TASK DETAILS:
Look through the data below and report how many lines include "success". Only the number should be given.

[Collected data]
▼

use std::time::Duration;

use async_trait::async_trait;
use base64::Engine as _;
use reqwest::Client;
use serde_json::json;

use super::{model_url, post_json, TextProvider, VisionProvider};
use crate::config::ProviderConfig;
use crate::error::ProviderError;
use crate::extract::{extract_text, TEXT_SHAPES, VISION_SHAPES};

/// Hugging Face inference endpoint for an image-to-text model.
pub struct HfVisionClient {
    client: Client,
    url: String,
    api_key: String,
    timeout: Duration,
}

impl HfVisionClient {
    pub fn new(client: Client, url: impl Into<String>, api_key: impl Into<String>, timeout: Duration) -> Self {
        Self {
            client,
            url: url.into(),
            api_key: api_key.into(),
            timeout,
        }
    }

    /// `None` unless both `HF_API_KEY` and `HF_VISION_MODEL` are configured.
    pub fn from_config(cfg: &ProviderConfig, client: Client) -> Option<Self> {
        let key = cfg.hf_api_key.as_deref()?;
        let model = cfg.hf_vision_model.as_deref()?;
        Some(Self::new(
            client,
            model_url(&cfg.hf_api_base, model),
            key,
            cfg.request_timeout,
        ))
    }
}

#[async_trait]
impl VisionProvider for HfVisionClient {
    fn name(&self) -> &str {
        "huggingface-vision"
    }

    async fn describe(&self, image: &[u8], instruction: &str) -> Result<String, ProviderError> {
        let b64 = base64::engine::general_purpose::STANDARD.encode(image);
        let payload = json!({
            "inputs": {
                "text":  instruction,
                "image": format!("data:image/jpeg;base64,{b64}"),
            }
        });
        let body = post_json(&self.client, &self.url, &self.api_key, &payload, self.timeout).await?;
        extract_text(&body, VISION_SHAPES).ok_or(ProviderError::EmptyResponse)
    }
}

/// Hugging Face inference endpoint for a plain text-generation model.
pub struct HfTextClient {
    client: Client,
    url: String,
    api_key: String,
    timeout: Duration,
}

impl HfTextClient {
    pub fn new(client: Client, url: impl Into<String>, api_key: impl Into<String>, timeout: Duration) -> Self {
        Self {
            client,
            url: url.into(),
            api_key: api_key.into(),
            timeout,
        }
    }

    /// `None` unless both `HF_API_KEY` and `HF_TEXT_MODEL` are configured.
    pub fn from_config(cfg: &ProviderConfig, client: Client) -> Option<Self> {
        let key = cfg.hf_api_key.as_deref()?;
        let model = cfg.hf_text_model.as_deref()?;
        Some(Self::new(
            client,
            model_url(&cfg.hf_api_base, model),
            key,
            cfg.request_timeout,
        ))
    }
}

#[async_trait]
impl TextProvider for HfTextClient {
    fn name(&self) -> &str {
        "huggingface-text"
    }

    async fn generate(&self, prompt: &str) -> Result<String, ProviderError> {
        let payload = json!({ "inputs": prompt });
        let body = post_json(&self.client, &self.url, &self.api_key, &payload, self.timeout).await?;
        extract_text(&body, TEXT_SHAPES).ok_or(ProviderError::EmptyResponse)
    }
}

#[cfg(test)]
mod tests {
    use super::*;
    use crate::providers::http_client;
    use crate::providers::testing::serve;
    use axum::routing::post;
    use axum::{Json, Router};
    use serde_json::Value;

    fn hf_config(base: &str) -> ProviderConfig {
        ProviderConfig {
            hf_api_base: format!("{base}/models"),
            hf_api_key: Some("k".into()),
            hf_vision_model: Some("org/vision".into()),
            hf_text_model: Some("org/text".into()),
            ..ProviderConfig::default()
        }
    }

    #[test]
    fn vision_url_is_base_plus_model() {
        let cfg = ProviderConfig {
            hf_api_base: "https://example.test/models/".into(),
            hf_api_key: Some("k".into()),
            hf_vision_model: Some("org/vision".into()),
            ..ProviderConfig::default()
        };
        let client = HfVisionClient::from_config(&cfg, http_client(cfg.request_timeout)).unwrap();
        assert_eq!(client.url, "https://example.test/models/org/vision");
    }

    #[test]
    fn text_client_requires_model() {
        let cfg = ProviderConfig {
            hf_api_key: Some("k".into()),
            hf_text_model: None,
            ..ProviderConfig::default()
        };
        assert!(HfTextClient::from_config(&cfg, http_client(cfg.request_timeout)).is_none());
    }

    #[tokio::test]
    async fn unreachable_endpoint_is_an_http_error() {
        // Port 9 (discard) on loopback is not expected to serve HTTP.
        let client = HfTextClient::new(
            http_client(Duration::from_millis(500)),
            "http://127.0.0.1:9/model",
            "k",
            Duration::from_millis(500),
        );
        let err = client.generate("hi").await.unwrap_err();
        assert!(matches!(
            err,
            ProviderError::Http(_) | ProviderError::Timeout(_)
        ));
    }

    #[tokio::test]
    async fn text_client_reads_generated_text_array() {
        let router = Router::new().route(
            "/models/org/text",
            post(|Json(body): Json<Value>| async move {
                let prompt = body["inputs"].as_str().unwrap_or_default().to_owned();
                Json(json!([{ "generated_text": format!("Recipe for {prompt}") }]))
            }),
        );
        let cfg = hf_config(&serve(router).await);
        let client = HfTextClient::from_config(&cfg, http_client(cfg.request_timeout)).unwrap();
        assert_eq!(client.generate("egg").await.unwrap(), "Recipe for egg");
    }

    #[tokio::test]
    async fn vision_client_sends_data_url_and_reads_field() {
        let router = Router::new().route(
            "/models/org/vision",
            post(|Json(body): Json<Value>| async move {
                let image = body["inputs"]["image"].as_str().unwrap_or_default();
                let answer = if image.starts_with("data:image/jpeg;base64,") {
                    format!("{}\nTomato\nBasil", body["inputs"]["text"].as_str().unwrap_or_default())
                } else {
                    String::new()
                };
                Json(json!({ "generated_text": answer }))
            }),
        );
        let cfg = hf_config(&serve(router).await);
        let client = HfVisionClient::from_config(&cfg, http_client(cfg.request_timeout)).unwrap();
        let text = client.describe(b"\xff\xd8jpeg", "List ingredients").await.unwrap();
        assert_eq!(text, "List ingredients\nTomato\nBasil");
    }
}
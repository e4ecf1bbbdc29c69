//! Ingredient identification from uploaded photos.
//!
//! Accepts `multipart/form-data` with one to ten files under the repeated
//! `images` field. Each file is sent to the vision provider concurrently and
//! the ingredient lists are merged without duplicates.

use std::sync::Arc;

use axum::extract::multipart::MultipartRejection;
use axum::extract::{DefaultBodyLimit, Multipart, State};
use axum::routing::post;
use axum::{Json, Router};
use bytes::Bytes;
use tracing::debug;
use utoipa::OpenApi;

use crate::error::ServerError;
use crate::schemas::images::{AnalyzeImagesResponse, AnalyzeImagesUpload};
use crate::state::AppState;

/// Multipart field carrying the uploaded files.
const IMAGES_FIELD: &str = "images";

#[derive(OpenApi)]
#[openapi(
    paths(analyze_images),
    components(schemas(AnalyzeImagesUpload, AnalyzeImagesResponse))
)]
pub struct ImagesApi;

/// Register image routes (nested under `/api/images`).
///
/// `body_limit` replaces axum's 2 MB default so a full batch fits.
pub fn router(body_limit: usize) -> Router<Arc<AppState>> {
    Router::new()
        .route("/analyze", post(analyze_images))
        .layer(DefaultBodyLimit::max(body_limit))
}

#[utoipa::path(
    post,
    path = "/api/images/analyze",
    tag = "images",
    request_body(content = AnalyzeImagesUpload, content_type = "multipart/form-data"),
    responses(
        (status = 200, description = "Deduplicated ingredients", body = AnalyzeImagesResponse),
        (status = 400, description = "Not multipart, no images, too many images, or an image is too large"),
    )
)]
pub async fn analyze_images(
    State(state): State<Arc<AppState>>,
    multipart: Result<Multipart, MultipartRejection>,
) -> Result<Json<AnalyzeImagesResponse>, ServerError> {
    let mut multipart = multipart?;
    let limits = state.images.limits();
    let mut images: Vec<Bytes> = Vec::new();

    while let Some(field) = multipart
        .next_field()
        .await
        .map_err(|e| ServerError::BadRequest(format!("Failed to read multipart field: {e}")))?
    {
        if field.name() != Some(IMAGES_FIELD) {
            continue;
        }
        let file_name = field.file_name().unwrap_or("upload").to_owned();

        // Fail before buffering the rest of an over-long batch.
        limits.check_count(images.len() + 1)?;

        let data = field
            .bytes()
            .await
            .map_err(|e| ServerError::BadRequest(format!("Failed to read '{file_name}': {e}")))?;
        limits.check_size(&file_name, data.len())?;

        debug!(file_name = %file_name, bytes = data.len(), "image received");
        images.push(data);
    }

    let analysis = state.images.analyze(&images).await?;
    Ok(Json(AnalyzeImagesResponse {
        success: true,
        ingredients: analysis.ingredients,
        image_count: analysis.image_count,
    }))
}
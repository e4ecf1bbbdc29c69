use thiserror::Error;

/// Errors raised by a single call to an external vision or text provider.
///
/// These never cross the crate boundary: the vision adapter and the provider
/// chain log them and fall back to a fixed value instead.
#[derive(Debug, Error)]
pub enum ProviderError {
    /// The request did not complete within the configured timeout.
    #[error("request timed out: {0}")]
    Timeout(#[source] reqwest::Error),

    /// An HTTP request failed (connection refused, TLS, body read, ...).
    #[error("HTTP request failed: {0}")]
    Http(#[source] reqwest::Error),

    /// The provider answered with a non-2xx status.
    #[error("provider returned HTTP {status}: {body}")]
    Status { status: u16, body: String },

    /// Failed to decode the provider's JSON body.
    #[error("JSON error: {0}")]
    Json(#[from] serde_json::Error),

    /// The response decoded fine but carried no usable text.
    #[error("provider response contained no generated text")]
    EmptyResponse,
}

impl From<reqwest::Error> for ProviderError {
    fn from(e: reqwest::Error) -> Self {
        if e.is_timeout() {
            ProviderError::Timeout(e)
        } else {
            ProviderError::Http(e)
        }
    }
}

/// Errors surfaced to callers of the chat and image-analysis operations.
#[derive(Debug, Error, PartialEq, Eq)]
pub enum ChatError {
    /// The referenced chat session does not exist.
    #[error("Chat session not found: {0}")]
    NotFound(String),

    /// The caller sent an invalid request (empty batch, oversize image, ...).
    #[error("{0}")]
    Validation(String),
}
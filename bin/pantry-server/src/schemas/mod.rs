//! Request / response bodies of the HTTP surface.
//!
//! Field names are camelCase to match the browser client.

pub mod chat;
pub mod images;
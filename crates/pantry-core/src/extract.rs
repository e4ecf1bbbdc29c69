//! Pulling generated text out of untyped provider JSON.
//!
//! Providers answer in a handful of shapes. Each [`ShapeMatcher`] recognises
//! one of them; [`extract_text`] tries an ordered slice and the first
//! non-empty match wins.

use serde_json::Value;

/// Recognises one response shape and returns its text, if present.
pub type ShapeMatcher = fn(&Value) -> Option<String>;

/// Characters kept from a raw JSON dump used as last-resort text.
pub const RAW_DUMP_CHARS: usize = 1000;

/// Vision endpoints: `{generated_text}`, then `[{generated_text}]`, then the raw body.
pub const VISION_SHAPES: &[ShapeMatcher] = &[generated_text_field, first_generated_text, raw_dump];

/// Plain text-generation endpoints: `[{generated_text}]` first.
pub const TEXT_SHAPES: &[ShapeMatcher] = &[first_generated_text, generated_text_field, raw_dump];

/// Chat-completion endpoints: `choices[0].message.content` only.
pub const CHAT_SHAPES: &[ShapeMatcher] = &[chat_choice_content];

pub fn extract_text(body: &Value, shapes: &[ShapeMatcher]) -> Option<String> {
    shapes
        .iter()
        .filter_map(|matcher| matcher(body))
        .find(|text| !text.trim().is_empty())
}

/// `{"generated_text": "..."}`
pub fn generated_text_field(body: &Value) -> Option<String> {
    body.get("generated_text")?.as_str().map(str::to_owned)
}

/// `[{"generated_text": "..."}, ...]`
pub fn first_generated_text(body: &Value) -> Option<String> {
    body.as_array()?
        .first()?
        .get("generated_text")?
        .as_str()
        .map(str::to_owned)
}

/// `{"choices": [{"message": {"content": "..."}}]}`
pub fn chat_choice_content(body: &Value) -> Option<String> {
    body.get("choices")?
        .as_array()?
        .first()?
        .get("message")?
        .get("content")?
        .as_str()
        .map(str::to_owned)
}

/// Compact JSON of the whole body, truncated to [`RAW_DUMP_CHARS`] characters.
pub fn raw_dump(body: &Value) -> Option<String> {
    if body.is_null() {
        return None;
    }
    Some(body.to_string().chars().take(RAW_DUMP_CHARS).collect())
}
//! Request extractors whose rejections answer in the [`ServerError`] format.
//!
//! axum's own `Json` and `Path` reject with plain-text bodies and, for a
//! mistyped field, status 422. Handlers take these wrappers instead so every
//! malformed request is a 400 `{"success": false, "message": ...}`.

use axum::extract::{FromRequest, FromRequestParts};

use crate::error::ServerError;

/// [`axum::Json`] with its rejection mapped to [`ServerError::BadRequest`].
#[derive(Debug, FromRequest)]
#[from_request(via(axum::Json), rejection(ServerError))]
pub struct ApiJson<T>(pub T);

/// [`axum::extract::Path`] with its rejection mapped to [`ServerError::BadRequest`].
#[derive(Debug, FromRequestParts)]
#[from_request(via(axum::extract::Path), rejection(ServerError))]
pub struct ApiPath<T>(pub T);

▲

SOLVED PROBLEM:
2